Ian McMillan: Two boys don’t make a mob

0
Have your say

For a while in the distant early 1960s me and my mate Chris were regulars at the Saturday morning matinee at the Plaza Cinema in Wombwell;

I remember them as shouty, screamy occasions punctuated by gasps of awe as a cowboy fell from his horse or a villain tumbled over a cliff. Occasionally there were live bands on the small space in front of the screen or local dancing schools would provide a heavily-made-up phalanx of girls who tottered through a couple of tap routines. I realise now, from all this distance, that I was taking part in a ritual that had lasted for decades and which was, even as I paid my cash and went and sat down, starting to change and disappear. One week, between the serial and the main feature, there was an advert for a Cliff Richard film and the girls in the audience went mad, screeching and whooping and weeping until the trailer finished, then braying and keening for it to be shown again, which it wasn’t. One thing struck me and Chris though, during the trailer and the mayhem that accompanied it, and we discussed it later round the comics stall on Wombwell Market. Our question was: Why, given that Cliff’s virtual appearance caused such hysteria in a small town in South Yorkshire, was he allowed to walk untouched through the crowd of women in the film? The trailer, as I remember it, showed the bequiffed one strolling by some beauties, singing, and the girls just gazed at him and smiled. There was no weeping and screeching as far as we could see. Chris picked up a Spider Man comic, discarded it, and said: “I bet they were told they couldn’t mob him.” I nodded sagely. Yes, that must be it. The girls would have wanted to, in Chris’s elegant word, mob the great man, but they would have been prevented from doing so by kindly early-1960s bobbies who looked like Dixon of Dock Green. Of course I know now they were actors just doing what the director said, but those were innocent days.
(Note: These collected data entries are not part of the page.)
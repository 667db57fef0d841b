use crate::core::{ClientError, Movie, MoviePayload, Result};

pub const DEFAULT_YEAR: &str = "2020";
pub const DEFAULT_RATING: &str = "7";
pub const REQUIRED_FIELDS_MESSAGE: &str = "Title and Genre are required.";

/// Editable field of the form
#[derive(Debug, Clone, Copy, PartialEq, Eq)]
pub enum DraftField {
    Title,
    Year,
    Genre,
    Rating,
}

impl DraftField {
    pub const ALL: [DraftField; 4] = [
        DraftField::Title,
        DraftField::Year,
        DraftField::Genre,
        DraftField::Rating,
    ];

    pub fn label(&self) -> &'static str {
        match self {
            DraftField::Title => "Title",
            DraftField::Year => "Year",
            DraftField::Genre => "Genre",
            DraftField::Rating => "Rating (0-10)",
        }
    }
}

/// Unsaved form values, kept as the text the user typed
#[derive(Debug, Clone, PartialEq, Eq)]
pub struct FormDraft {
    pub title: String,
    pub year: String,
    pub genre: String,
    /// Empty means "not rated"
    pub rating: String,
}

impl Default for FormDraft {
    fn default() -> Self {
        Self {
            title: String::new(),
            year: DEFAULT_YEAR.to_string(),
            genre: String::new(),
            rating: DEFAULT_RATING.to_string(),
        }
    }
}

impl FormDraft {
    /// Draft prefilled from an existing movie
    pub fn from_movie(movie: &Movie) -> Self {
        Self {
            title: movie.title.clone(),
            year: movie.year.to_string(),
            genre: movie.genre.clone(),
            rating: movie.rating.map(|r| r.to_string()).unwrap_or_default(),
        }
    }

    pub fn get(&self, field: DraftField) -> &str {
        match field {
            DraftField::Title => &self.title,
            DraftField::Year => &self.year,
            DraftField::Genre => &self.genre,
            DraftField::Rating => &self.rating,
        }
    }

    /// Store raw input; ratings go through [`clamp_rating`]
    pub fn set(&mut self, field: DraftField, value: &str) {
        match field {
            DraftField::Title => self.title = value.to_string(),
            DraftField::Year => self.year = value.to_string(),
            DraftField::Genre => self.genre = value.to_string(),
            DraftField::Rating => self.rating = clamp_rating(value),
        }
    }

    /// Validate and normalize into a request body
    ///
    /// Title and genre are trimmed and must not end up empty. Year and rating
    /// become `None` when they are not numbers.
    pub fn to_payload(&self) -> Result<MoviePayload> {
        let title = self.title.trim();
        let genre = self.genre.trim();

        if title.is_empty() || genre.is_empty() {
            return Err(ClientError::validation(REQUIRED_FIELDS_MESSAGE));
        }

        Ok(MoviePayload {
            title: title.to_string(),
            year: parse_year(&self.year),
            genre: genre.to_string(),
            rating: parse_rating(&self.rating),
        })
    }
}

/// Whole numbers only, written either way: `1999` or `1999.0`
fn parse_year(raw: &str) -> Option<i32> {
    let year = raw.trim().parse::<f64>().ok()?;
    if year.fract() != 0.0 || year < f64::from(i32::MIN) || year > f64::from(i32::MAX) {
        return None;
    }
    Some(year as i32)
}

fn parse_rating(raw: &str) -> Option<f64> {
    let raw = raw.trim();
    if raw.is_empty() {
        return None;
    }
    raw.parse::<f64>().ok().filter(|r| r.is_finite())
}

/// Keep rating input inside `[0, 10]`
///
/// Empty stays empty, text that is not a number is cleared, numbers outside
/// the range snap to the nearest bound. In-range input is kept as typed so a
/// partial value like `7.` can still be completed.
pub fn clamp_rating(raw: &str) -> String {
    let trimmed = raw.trim();
    if trimmed.is_empty() {
        return String::new();
    }

    match trimmed.parse::<f64>() {
        Ok(n) if !n.is_finite() => String::new(),
        Ok(n) if n < 0.0 => "0".to_string(),
        Ok(n) if n > 10.0 => "10".to_string(),
        Ok(_) => trimmed.to_string(),
        Err(_) => String::new(),
    }
}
As we walked back to Chris’s house we discussed what we would do if we met somebody famous. In those days we didn’t use the word “celebrity” but the concept was the same: somebody you recognised off the telly, somebody who had a record in the hit parade, somebody who played for a local or national football team. Chris and I thought we wouldn’t mob him, partly because two schoolboys don’t make a mob, and partly because we thought we were too sophisticated to mob anybody. We decided we’d say “Hello!” in a cheery voice. Then, a few weeks later at the Church Garden Party, our non-mobbing plans were put to the test. They’d organised a Club Turn to snip the ribbon in the Rectory Garden to open the event. I can’t remember his name now, I’d heard of him then. Me and Chris were ridiculously excited and we hung about hoping to spot him. After a while we saw the curate going to The Cross Keys and coming out with a man in a suit. It was him! He walked towards us; we felt we had to say something, do something, to acknowledge his fame, but we weren’t sure what. He got closer and suddenly Chris shouted “We’re not gunner mob thi!” and we turned and ran. Fame, eh? It’s a case of mob rule. Or not.